Starting with the first line of the data that follows, transcribe every line verbatim until the line containing "use rusqlite::Connection;" has been transcribed.
::::::::::
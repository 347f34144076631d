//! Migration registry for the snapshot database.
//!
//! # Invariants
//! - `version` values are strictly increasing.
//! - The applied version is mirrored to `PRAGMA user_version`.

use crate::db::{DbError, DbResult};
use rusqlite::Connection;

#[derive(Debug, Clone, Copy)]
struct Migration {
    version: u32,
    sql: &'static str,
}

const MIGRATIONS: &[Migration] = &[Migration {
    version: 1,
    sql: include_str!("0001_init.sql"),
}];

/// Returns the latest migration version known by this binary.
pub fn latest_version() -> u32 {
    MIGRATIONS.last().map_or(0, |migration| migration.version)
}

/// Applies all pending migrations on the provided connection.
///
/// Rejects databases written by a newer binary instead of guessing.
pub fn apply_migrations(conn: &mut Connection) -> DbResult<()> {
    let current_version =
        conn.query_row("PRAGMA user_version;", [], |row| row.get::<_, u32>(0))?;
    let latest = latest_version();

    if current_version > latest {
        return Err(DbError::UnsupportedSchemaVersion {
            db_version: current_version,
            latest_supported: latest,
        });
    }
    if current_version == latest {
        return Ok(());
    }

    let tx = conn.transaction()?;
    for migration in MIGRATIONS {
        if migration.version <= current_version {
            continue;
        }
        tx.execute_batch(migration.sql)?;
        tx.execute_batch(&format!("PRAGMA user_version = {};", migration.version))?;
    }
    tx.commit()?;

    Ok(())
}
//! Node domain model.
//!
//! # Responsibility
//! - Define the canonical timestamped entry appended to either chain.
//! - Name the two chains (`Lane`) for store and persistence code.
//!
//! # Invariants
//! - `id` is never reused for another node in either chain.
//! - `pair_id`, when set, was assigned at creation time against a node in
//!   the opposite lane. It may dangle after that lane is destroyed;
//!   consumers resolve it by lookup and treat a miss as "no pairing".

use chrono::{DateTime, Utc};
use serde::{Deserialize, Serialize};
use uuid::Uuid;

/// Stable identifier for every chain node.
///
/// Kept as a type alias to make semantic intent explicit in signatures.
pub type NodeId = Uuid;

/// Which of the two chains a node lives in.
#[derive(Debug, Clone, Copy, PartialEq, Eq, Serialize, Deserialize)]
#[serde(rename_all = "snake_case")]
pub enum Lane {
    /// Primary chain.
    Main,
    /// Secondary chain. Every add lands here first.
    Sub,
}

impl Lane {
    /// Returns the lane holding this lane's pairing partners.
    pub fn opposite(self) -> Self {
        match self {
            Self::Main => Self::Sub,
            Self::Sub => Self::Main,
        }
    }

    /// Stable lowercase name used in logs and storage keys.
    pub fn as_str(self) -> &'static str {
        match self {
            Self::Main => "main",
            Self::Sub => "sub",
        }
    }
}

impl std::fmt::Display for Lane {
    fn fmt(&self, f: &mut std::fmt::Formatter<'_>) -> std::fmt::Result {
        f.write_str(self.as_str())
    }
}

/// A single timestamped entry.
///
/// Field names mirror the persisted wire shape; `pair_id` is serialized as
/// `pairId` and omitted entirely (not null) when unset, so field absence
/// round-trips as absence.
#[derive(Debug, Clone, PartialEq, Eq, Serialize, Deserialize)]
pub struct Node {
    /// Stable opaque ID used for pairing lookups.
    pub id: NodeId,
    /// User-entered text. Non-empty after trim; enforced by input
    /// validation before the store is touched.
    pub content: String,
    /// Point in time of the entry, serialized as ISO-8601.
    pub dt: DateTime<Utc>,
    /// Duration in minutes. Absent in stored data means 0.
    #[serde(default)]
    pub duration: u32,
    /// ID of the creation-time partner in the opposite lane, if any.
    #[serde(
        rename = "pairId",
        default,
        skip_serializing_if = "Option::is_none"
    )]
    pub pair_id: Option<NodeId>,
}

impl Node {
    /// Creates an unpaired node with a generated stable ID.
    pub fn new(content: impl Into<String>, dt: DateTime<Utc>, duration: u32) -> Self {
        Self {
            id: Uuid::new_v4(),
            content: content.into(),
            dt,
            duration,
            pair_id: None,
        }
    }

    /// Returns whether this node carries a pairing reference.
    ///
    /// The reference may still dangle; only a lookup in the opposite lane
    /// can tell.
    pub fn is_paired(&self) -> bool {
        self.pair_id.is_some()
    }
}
::::::::::
* _RESPONSE BOX_:
repository 347f34144076631d
//! Migration registry for the snapshot database.
//!
//! # Invariants
//! - `version` values are strictly increasing.
//! - The applied version is mirrored to `PRAGMA user_version`.

use crate::db::{DbError, DbResult};
use rusqlite::Connection;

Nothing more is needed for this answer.